Centrafrica: la Francia non interviene contro l'avanzata dei ribelli
Sempre complicata la situazione nella Repubblica Centrafricana. Il presidente Francois
Bozizè ha chiesto aiuto a Stati Uniti e Francia per fronteggiare l’avanzata dei ribelli
verso la capitale Bangui. Da Parigi, il capo dell’Eliseo, Hollande, chiarisce che
non ci sarà alcuna interferenza negli affari interni centrafricani e che l’obiettivo
è solo di proteggere i connazionali. Anche Onu e Stati Uniti adottano misure di sicurezza
per il proprio personale. Intanto la Comunità economica degli Stati dell'Africa Centrale
(Ceeac) tenta una mediazione tra le parti. Ce ne parla Giulio Albanese:
I ribelli della
coalizione "Seleka" avanzano e il presidente centrafricano François Bozize chiede
aiuto perché teme di fare la fine del suo predecessore Patasse. Ma la Francia fa orecchie
da mercante, mantenendo dunque, sì, una presenza nella Repubblica Centrafricana, ma
solo e unicamente per proteggere i propri interessi e i cittadini francesi, e non
il governo di Bozize. Così il numero uno dell’Eliseo, François Hollande, ha chiarito
ieri il ruolo del suo governo nelle ore in cui cresce la tensione a Bangui. Sta di
fatto che tra i seguaci di Bozize c’è qualcuno che comincia a sospettare che dietro
i ribelli che avanzano a spron battuto vi sia proprio l’ex potenza coloniale, indispettita
dalle aperture eccessive di Bozize al cartello economico dei Brics. Bozize è comunque
in affanno e le Nazioni unite e gli Stati Uniti hanno ordinato il rimpatrio di tutto
il personale non essenziale e delle loro famiglie, dimostrando così nei fatti il timore
di un’escalation di violenza. La situazione è comunque ancora molto fluida anche perché
sono in pochi a fidarsi della reale efficacia della forza multinazionale dell’Africa
centrale, la Fomac, messa in campo - grazie anche ai fondi dell’Unione europea - dai
Paesi della regione per mantenere la stabilità nella regione. Attualmente la forza
conta già 500 militari (provenienti da Gabon, Congo e Ciad) nella Repubblica Centrafricana
e ha annunciato l’arrivo di nuove truppe per mettere in sicurezza la capitale. Ma
gli interessi legati al sottosuolo minerario del centrafrica - oro, diamanti e petrolio
- sembrano essere tali da provocare il ribaltone.

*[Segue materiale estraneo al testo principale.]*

use std::path::PathBuf;

use serde::{Deserialize, Serialize};
use thiserror::Error;
use tracing::debug;

use crate::error::ApiError;
use crate::models::Author;

/// Credentials produced by login or registration: a bearer token and a
/// snapshot of the signed-in user.
///
/// Sessions are passed explicitly into every authenticated operation; the
/// library never reads them from ambient state. Token shape and expiry are
/// not validated client-side — expiry is discovered via a failed write.
#[derive(Debug, Clone, Serialize, Deserialize)]
pub struct Session {
    pub token: String,
    pub user: Author,
}

impl Session {
    /// Value for the `Authorization` header.
    #[must_use]
    pub fn bearer(&self) -> String {
        format!("Bearer {}", self.token)
    }

    /// Require a session for an authenticated write.
    ///
    /// # Errors
    ///
    /// Returns `ApiError::AuthRequired` when no session is present.
    pub fn require(session: Option<&Session>) -> Result<&Session, ApiError> {
        session.ok_or(ApiError::AuthRequired)
    }
}

#[derive(Debug, Error)]
pub enum SessionStoreError {
    #[error("failed to access session file: {0}")]
    Io(#[from] std::io::Error),
    #[error("session file is corrupt: {0}")]
    Corrupt(#[from] serde_json::Error),
}

/// File-backed session persistence for the CLI, standing in for the
/// browser-local storage the web client uses.
#[derive(Debug, Clone)]
pub struct SessionStore {
    path: PathBuf,
}

impl SessionStore {
    #[must_use]
    pub fn new(path: impl Into<PathBuf>) -> Self {
        Self { path: path.into() }
    }

    /// Load the stored session, if any.
    ///
    /// # Errors
    ///
    /// Returns an error if the file exists but cannot be read or parsed.
    pub async fn load(&self) -> Result<Option<Session>, SessionStoreError> {
        match tokio::fs::read(&self.path).await {
            Ok(bytes) => Ok(Some(serde_json::from_slice(&bytes)?)),
            Err(e) if e.kind() == std::io::ErrorKind::NotFound => Ok(None),
            Err(e) => Err(e.into()),
        }
    }

    /// Persist a session, replacing any previous one.
    ///
    /// # Errors
    ///
    /// Returns an error if the file cannot be written.
    pub async fn save(&self, session: &Session) -> Result<(), SessionStoreError> {
        let json = serde_json::to_vec_pretty(session)?;
        tokio::fs::write(&self.path, json).await?;
        debug!(path = %self.path.display(), "Session saved");
        Ok(())
    }

    /// Remove the stored session. A missing file is not an error.
    ///
    /// # Errors
    ///
    /// Returns an error if the file exists but cannot be removed.
    pub async fn clear(&self) -> Result<(), SessionStoreError> {
        match tokio::fs::remove_file(&self.path).await {
            Ok(()) => Ok(()),
            Err(e) if e.kind() == std::io::ErrorKind::NotFound => Ok(()),
            Err(e) => Err(e.into()),
        }
    }
}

Per un commento sull’atteggiamento
della Francia nella situazione della Repubblica Centrafricana, Eugenio Bonanata
ha intervistato Enrico Casale, della rivista dei gesuiti ‘Popoli’:
R. – E’ una
posizione che lascia le "mani libere" a Parigi di non impegnarsi con nessuna delle
parti in causa, il che permette di mantenere gli interessi francesi immutati nella
nazione. Teniamo presente che la Repubblica Centrafricana è, intanto, un’ex colonia
francese. Poi è una nazione abbastanza ricca di risorse, penso soprattutto al legname.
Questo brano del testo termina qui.